The increasing availability of genome assemblies has now made this molecular evolutionary framework a cornerstone of comparative and functional genomic analysis. Coupled with ever-expanding functional annotations (e.g., gene ontologies, tissue, developmental stage, etc.), we have increasing power to detect divergence signatures across biological processes. In fact, some of the most interesting findings from genome projects are the validation and/or discovery of new evolutionary patterns that illuminate the adaptive history of the sequenced species (e.g., Stapley et al. 2010; Radwan and Babik 2012). Various substitution models of dN/dS evolution can also yield insight into the site heterogeneity of protein stasis and change, thus providing solutions to diverse biological problems ranging from conservation management (Crandall et al. 2000; Stockwell et al. 2003) to drug targeting and production (Allen et al. 2014). However, this comparative functional framework depends on a highly accurate set of assemblies with precise gene models.

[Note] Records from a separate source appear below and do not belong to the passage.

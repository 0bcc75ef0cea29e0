//! Gauges and counters for the transaction pool, the one subsystem with
//! long-lived numbers worth exporting (queue depth, rejection counts).
//! Hand-written rather than derived: there are only two small structs, and
//! each field is registered once at construction.

use metrics::{Counter, Gauge};

/// Pool-wide gauges tracked for as long as a pool instance lives.
#[derive(Debug, Clone)]
pub struct PoolSizeMetrics {
    /// Number of transactions currently in the pending subpool.
    pub pending_pool_size: Gauge,
    /// Number of transactions currently in the queued (non-executable)
    /// subpool.
    pub queued_pool_size: Gauge,
    /// Number of transactions currently in the basefee subpool.
    pub basefee_pool_size: Gauge,
    /// Number of blob-carrying transactions currently tracked across all
    /// subpools.
    pub blob_pool_size: Gauge,
    /// Total bytes of transaction payload currently held by the pool.
    pub total_pool_size_bytes: Gauge,
}

impl Default for PoolSizeMetrics {
    fn default() -> Self {
        Self {
            pending_pool_size: metrics::gauge!("core_pool_pending_size"),
            queued_pool_size: metrics::gauge!("core_pool_queued_size"),
            basefee_pool_size: metrics::gauge!("core_pool_basefee_size"),
            blob_pool_size: metrics::gauge!("core_pool_blob_size"),
            total_pool_size_bytes: metrics::gauge!("core_pool_total_size_bytes"),
        }
    }
}

/// Monotonically increasing counters for pool admission outcomes (C10/C12).
#[derive(Debug, Clone)]
pub struct PoolEventMetrics {
    /// Transactions accepted into the pool.
    pub accepted: Counter,
    /// Transactions rejected by admission, keyed loosely by the counter
    /// itself rather than a label per-variant (spec.md's `AcceptTxResult`
    /// catalog is small enough that callers match on it directly and bump
    /// this once per rejection).
    pub rejected: Counter,
    /// Transactions replaced by a higher-fee transaction from the same
    /// sender and nonce.
    pub replaced: Counter,
    /// Transactions evicted to keep the pool within its configured limits.
    pub evicted: Counter,
}

impl Default for PoolEventMetrics {
    fn default() -> Self {
        Self {
            accepted: metrics::counter!("core_pool_accepted_total"),
            rejected: metrics::counter!("core_pool_rejected_total"),
            replaced: metrics::counter!("core_pool_replaced_total"),
            evicted: metrics::counter!("core_pool_evicted_total"),
        }
    }
}

/// Counters for the RLPx wire preliminaries (C8/C9): frames rejected before
/// decompression and Hello negotiations that failed validation.
#[derive(Debug, Clone)]
pub struct RlpxWireMetrics {
    /// Frames whose Snappy length prefix was malformed or over budget.
    pub snappy_length_rejected: Counter,
    /// Hello exchanges whose capability negotiation failed validation.
    pub hello_negotiation_rejected: Counter,
}

impl Default for RlpxWireMetrics {
    fn default() -> Self {
        Self {
            snappy_length_rejected: metrics::counter!("core_rlpx_snappy_length_rejected_total"),
            hello_negotiation_rejected: metrics::counter!(
                "core_rlpx_hello_negotiation_rejected_total"
            ),
        }
    }
}
use alloy_consensus::{TxEip1559, TxEip2930, TxEip7702, TxLegacy, transaction::TxEip4844Variant};
use alloy_primitives::B256;

/// The five transaction shapes the pool and wire layers reason about
/// (spec.md §3). Unlike [`alloy_consensus::TxEnvelope`] this union carries
/// no signature — signature recovery is explicitly out of this core's scope
/// (spec.md §1) and is assumed to have already happened by the time a
/// transaction reaches the pool.
#[derive(Debug, Clone, PartialEq, Eq)]
pub enum Transaction {
    /// Pre-EIP-2718 transaction with a single `gas_price`.
    Legacy(TxLegacy),
    /// EIP-2930 transaction carrying an access list.
    Eip2930(TxEip2930),
    /// EIP-1559 dynamic-fee transaction.
    Eip1559(TxEip1559),
    /// EIP-4844 blob-carrying transaction, with or without its sidecar.
    Eip4844(TxEip4844Variant),
    /// EIP-7702 transaction carrying an authorization list.
    Eip7702(TxEip7702),
}

/// A byte that does not correspond to any of the five known type tags.
#[derive(Debug, Clone, Copy, thiserror::Error)]
#[error("unsupported transaction type tag 0x{0:02x}")]
pub struct TransactionError(pub u8);

impl Transaction {
    /// The EIP-2718 type tag: `0x00` legacy, `0x01`..`0x04` typed.
    pub const fn type_id(&self) -> u8 {
        match self {
            Self::Legacy(_) => 0x00,
            Self::Eip2930(_) => 0x01,
            Self::Eip1559(_) => 0x02,
            Self::Eip4844(_) => 0x03,
            Self::Eip7702(_) => 0x04,
        }
    }

    /// `true` for every variant but [`Transaction::Legacy`].
    pub const fn is_typed(&self) -> bool {
        !matches!(self, Self::Legacy(_))
    }

    /// `true` only for the blob-carrying variant.
    pub const fn is_eip4844(&self) -> bool {
        matches!(self, Self::Eip4844(_))
    }

    pub const fn nonce(&self) -> u64 {
        match self {
            Self::Legacy(tx) => tx.nonce,
            Self::Eip2930(tx) => tx.nonce,
            Self::Eip1559(tx) => tx.nonce,
            Self::Eip4844(TxEip4844Variant::TxEip4844(tx)) => tx.nonce,
            Self::Eip4844(TxEip4844Variant::TxEip4844WithSidecar(tx)) => tx.tx.nonce,
            Self::Eip7702(tx) => tx.nonce,
        }
    }

    pub const fn gas_limit(&self) -> u64 {
        match self {
            Self::Legacy(tx) => tx.gas_limit,
            Self::Eip2930(tx) => tx.gas_limit,
            Self::Eip1559(tx) => tx.gas_limit,
            Self::Eip4844(TxEip4844Variant::TxEip4844(tx)) => tx.gas_limit,
            Self::Eip4844(TxEip4844Variant::TxEip4844WithSidecar(tx)) => tx.tx.gas_limit,
            Self::Eip7702(tx) => tx.gas_limit,
        }
    }

    /// `Some` only for the legacy and EIP-2930 variants, which have no
    /// separate fee cap / tip split (spec.md §4.10's "legacy-style" branch).
    pub const fn gas_price(&self) -> Option<u128> {
        match self {
            Self::Legacy(tx) => Some(tx.gas_price),
            Self::Eip2930(tx) => Some(tx.gas_price),
            _ => None,
        }
    }

    /// The fee cap used for ordering: `gas_price` for legacy-style
    /// transactions, `max_fee_per_gas` for the dynamic-fee variants.
    pub const fn max_fee_per_gas(&self) -> u128 {
        match self {
            Self::Legacy(tx) => tx.gas_price,
            Self::Eip2930(tx) => tx.gas_price,
            Self::Eip1559(tx) => tx.max_fee_per_gas,
            Self::Eip4844(TxEip4844Variant::TxEip4844(tx)) => tx.max_fee_per_gas,
            Self::Eip4844(TxEip4844Variant::TxEip4844WithSidecar(tx)) => tx.tx.max_fee_per_gas,
            Self::Eip7702(tx) => tx.max_fee_per_gas,
        }
    }

    /// `None` for legacy-style transactions, which have no separate tip.
    pub const fn max_priority_fee_per_gas(&self) -> Option<u128> {
        match self {
            Self::Legacy(_) | Self::Eip2930(_) => None,
            Self::Eip1559(tx) => Some(tx.max_priority_fee_per_gas),
            Self::Eip4844(TxEip4844Variant::TxEip4844(tx)) => Some(tx.max_priority_fee_per_gas),
            Self::Eip4844(TxEip4844Variant::TxEip4844WithSidecar(tx)) => {
                Some(tx.tx.max_priority_fee_per_gas)
            }
            Self::Eip7702(tx) => Some(tx.max_priority_fee_per_gas),
        }
    }

    /// Only the EIP-4844 variant carries a blob fee cap.
    pub const fn max_fee_per_blob_gas(&self) -> Option<u128> {
        match self {
            Self::Eip4844(TxEip4844Variant::TxEip4844(tx)) => Some(tx.max_fee_per_blob_gas),
            Self::Eip4844(TxEip4844Variant::TxEip4844WithSidecar(tx)) => {
                Some(tx.tx.max_fee_per_blob_gas)
            }
            _ => None,
        }
    }

    /// Only the EIP-4844 variant carries blob versioned hashes.
    pub fn blob_versioned_hashes(&self) -> Option<&[B256]> {
        match self {
            Self::Eip4844(TxEip4844Variant::TxEip4844(tx)) => {
                Some(tx.blob_versioned_hashes.as_slice())
            }
            Self::Eip4844(TxEip4844Variant::TxEip4844WithSidecar(tx)) => {
                Some(tx.tx.blob_versioned_hashes.as_slice())
            }
            _ => None,
        }
    }

    /// Number of blobs carried, `0` for every non-blob variant.
    pub fn blob_count(&self) -> usize {
        self.blob_versioned_hashes().map_or(0, <[B256]>::len)
    }
}

#[cfg(test)]
mod tests {
    use super::*;

    fn legacy_with_gas_price(gas_price: u128) -> Transaction {
        Transaction::Legacy(TxLegacy { gas_price, ..Default::default() })
    }

    fn eip1559_with_fees(max_fee: u128, max_priority: u128) -> Transaction {
        Transaction::Eip1559(TxEip1559 {
            max_fee_per_gas: max_fee,
            max_priority_fee_per_gas: max_priority,
            ..Default::default()
        })
    }

    #[test]
    fn legacy_has_no_priority_fee() {
        let tx = legacy_with_gas_price(100);
        assert_eq!(tx.type_id(), 0x00);
        assert_eq!(tx.gas_price(), Some(100));
        assert_eq!(tx.max_fee_per_gas(), 100);
        assert_eq!(tx.max_priority_fee_per_gas(), None);
        assert!(!tx.is_typed());
    }

    #[test]
    fn eip1559_exposes_fee_cap_and_tip() {
        let tx = eip1559_with_fees(200, 10);
        assert_eq!(tx.type_id(), 0x02);
        assert_eq!(tx.gas_price(), None);
        assert_eq!(tx.max_fee_per_gas(), 200);
        assert_eq!(tx.max_priority_fee_per_gas(), Some(10));
        assert!(tx.is_typed());
        assert!(!tx.is_eip4844());
    }

    #[test]
    fn non_blob_variants_report_zero_blobs() {
        let tx = eip1559_with_fees(1, 1);
        assert_eq!(tx.blob_count(), 0);
        assert_eq!(tx.blob_versioned_hashes(), None);
    }
}
//! Transaction pool admission and ordering core (spec.md §4.9–§4.11, §6,
//! §4.11): duplicate/size/gas/nonce-gap/blob-fee admission predicates
//! (C10), the fee-market comparator and replacement/broadcast policy
//! (C11), and the type-erased pool dispatch surface (C12).
//!
//! Everything downstream of "a transaction and a config" lives here.
//! State lookups the predicates need (an account's current nonce, the
//! current blob base fee) are passed in by the caller rather than fetched
//! — world state is an external collaborator (spec.md §1).

mod admission;
mod config;
mod known;
mod options;
mod ordering;
mod pool;
mod result;
mod transaction;

pub use admission::{admit, AdmissionContext, AdmissionError};
pub use config::{BlobsSupport, TxPoolConfig};
pub use known::KnownHashCache;
pub use options::TxHandlingOptions;
pub use ordering::{
    calculate_base_fee_threshold, calculate_persistent_broadcast_quota,
    compare_fee_market_priority, compare_replaced_blob_transaction_by_fee,
    compare_replaced_transaction_by_fee, effective_priority_fee, OrderingError,
};
pub use pool::{InMemoryTxPool, TxPool};
pub use result::AcceptTxResult;
pub use transaction::{PoolTransaction, PooledTransaction};
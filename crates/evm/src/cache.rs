use reth_primitives_traits::BlockHash;
use schnellru::{ByLength, LruMap};

use crate::provider::{AncestorSource, BlockhashError};

/// Keyed by `current.parent_hash`, each entry is a lazily-extended list of
/// ancestor hashes: `entry[i]` is the hash at depth `i + 2` from the block
/// whose parent hash is the key (depth 1 is `current.parent_hash` itself,
/// which the legacy provider answers without consulting this cache).
///
/// Capacity 32; `schnellru`'s `ByLength` limiter evicts the
/// least-recently-touched key once a 33rd distinct key is inserted,
/// matching spec.md §4.5 / §8's "32-entry LRU cap" boundary case for
/// insertion-only access patterns.
#[derive(Debug)]
pub struct BlockhashCache {
    entries: LruMap<BlockHash, Vec<BlockHash>, ByLength>,
}

impl Default for BlockhashCache {
    fn default() -> Self {
        Self::new()
    }
}

impl BlockhashCache {
    /// Capacity of the ancestor-list cache (spec.md §4.5).
    pub const CAPACITY: u32 = 32;

    /// An empty cache.
    pub fn new() -> Self {
        Self { entries: LruMap::new(ByLength::new(Self::CAPACITY)) }
    }

    /// Resolves the ancestor hash at `needed_len + 1` steps before
    /// `parent_hash` (i.e. depth `needed_len + 1` from the block whose
    /// parent is `parent_hash`), extending the cached list from
    /// `parent_number` via `source` as needed.
    pub fn resolve(
        &mut self,
        source: &impl AncestorSource,
        parent_hash: BlockHash,
        parent_number: u64,
        needed_len: usize,
    ) -> Result<BlockHash, BlockhashError> {
        let existing_len = self.entries.get(&parent_hash).map_or(0, Vec::len);

        if existing_len < needed_len {
            let mut entries = self.entries.get(&parent_hash).cloned().unwrap_or_default();
            let mut cur_hash = entries.last().copied().unwrap_or(parent_hash);
            let mut cur_number = parent_number - entries.len() as u64;

            while entries.len() < needed_len {
                let header = source.header_by_hash(cur_hash).ok_or(BlockhashError::MissingBlockhash)?;
                if header.number != cur_number {
                    return Err(BlockhashError::MissingBlockhash);
                }
                entries.push(header.parent_hash);
                cur_hash = header.parent_hash;
                cur_number = cur_number.saturating_sub(1);
            }

            self.entries.insert(parent_hash, entries);
        }

        Ok(self.entries.get(&parent_hash).expect("just populated above")[needed_len - 1])
    }
}

#[cfg(test)]
mod tests {
    use super::*;
    use alloy_primitives::B256;
    use reth_primitives::Header;
    use std::collections::HashMap;

    struct FakeChain(HashMap<BlockHash, Header>);

    impl AncestorSource for FakeChain {
        fn header_by_hash(&self, hash: BlockHash) -> Option<Header> {
            self.0.get(&hash).cloned()
        }
    }

    fn hash(n: u64) -> BlockHash {
        B256::from(alloy_primitives::U256::from(n))
    }

    fn chain_of(len: u64) -> FakeChain {
        let mut map = HashMap::new();
        for number in 0..len {
            let parent_hash = if number == 0 { BlockHash::ZERO } else { hash(number - 1) };
            map.insert(hash(number), Header { number, parent_hash, ..Default::default() });
        }
        FakeChain(map)
    }

    #[test]
    fn resolves_and_caches_ancestor_chain() {
        let chain = chain_of(10);
        let mut cache = BlockhashCache::new();
        // parent_hash = hash(9) (number 9); depth-2 ancestor (needed_len=1) is hash(8)'s parent = hash(7).
        let resolved = cache.resolve(&chain, hash(9), 9, 1).unwrap();
        assert_eq!(resolved, hash(7));
    }

    #[test]
    fn extending_a_shorter_cached_list_reuses_the_prefix() {
        let chain = chain_of(10);
        let mut cache = BlockhashCache::new();
        cache.resolve(&chain, hash(9), 9, 1).unwrap();
        let deeper = cache.resolve(&chain, hash(9), 9, 3).unwrap();
        assert_eq!(deeper, hash(5));
    }

    #[test]
    fn missing_ancestor_fails() {
        let chain = chain_of(3);
        let mut cache = BlockhashCache::new();
        let err = cache.resolve(&chain, hash(2), 2, 5).unwrap_err();
        assert!(matches!(err, BlockhashError::MissingBlockhash));
    }

    #[test]
    fn capacity_32_evicts_the_oldest_key_on_a_33rd_insert() {
        let chain = chain_of(300);
        let mut cache = BlockhashCache::new();
        for i in 0..32u64 {
            cache.resolve(&chain, hash(100 + i), 100 + i, 1).unwrap();
        }
        assert!(cache.entries.get(&hash(100)).is_some());
        cache.resolve(&chain, hash(200), 200, 1).unwrap();
        assert!(cache.entries.get(&hash(100)).is_none());
    }
}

Over the last 15 yr, Drosophila has transformed from a premiere genetic model into among the most powerful genomic models with unprecedented resources and tools for comparative (Clark et al. 2007), population (Mackay et al. 2012), and functional (Celniker et al. 2009; Robinson et al. 2013; dos Santos et al. 2015) genomics. D. melanogaster was among the first eukaryotes with a “finished” genome (Hoskins et al. 2015) and expertly curated gene models across the phylogeny (dos Santos et al. 2015). Over a decade ago, fruit fly researchers from diverse fields collaborated to assemble, align, and annotate a dozen species of Drosophila spanning 80 million yr of evolution (Clark et al. 2007). An online resource known as the Drosophila AAA (Assembly, Alignment, Annotation) site was developed and curated by the Drosophila community as a temporary measure to provide immediate community access to this unique comparative genomics resource. As of 2016, over 1200 papers have cited the original Clark et al. (2007) publication, and researchers continue to analyze results from this important dataset even though D. melanogaster has undergone two major genomic assembly revisions, numerous genomic releases in the other sequenced species, and more than 50 annotation updates.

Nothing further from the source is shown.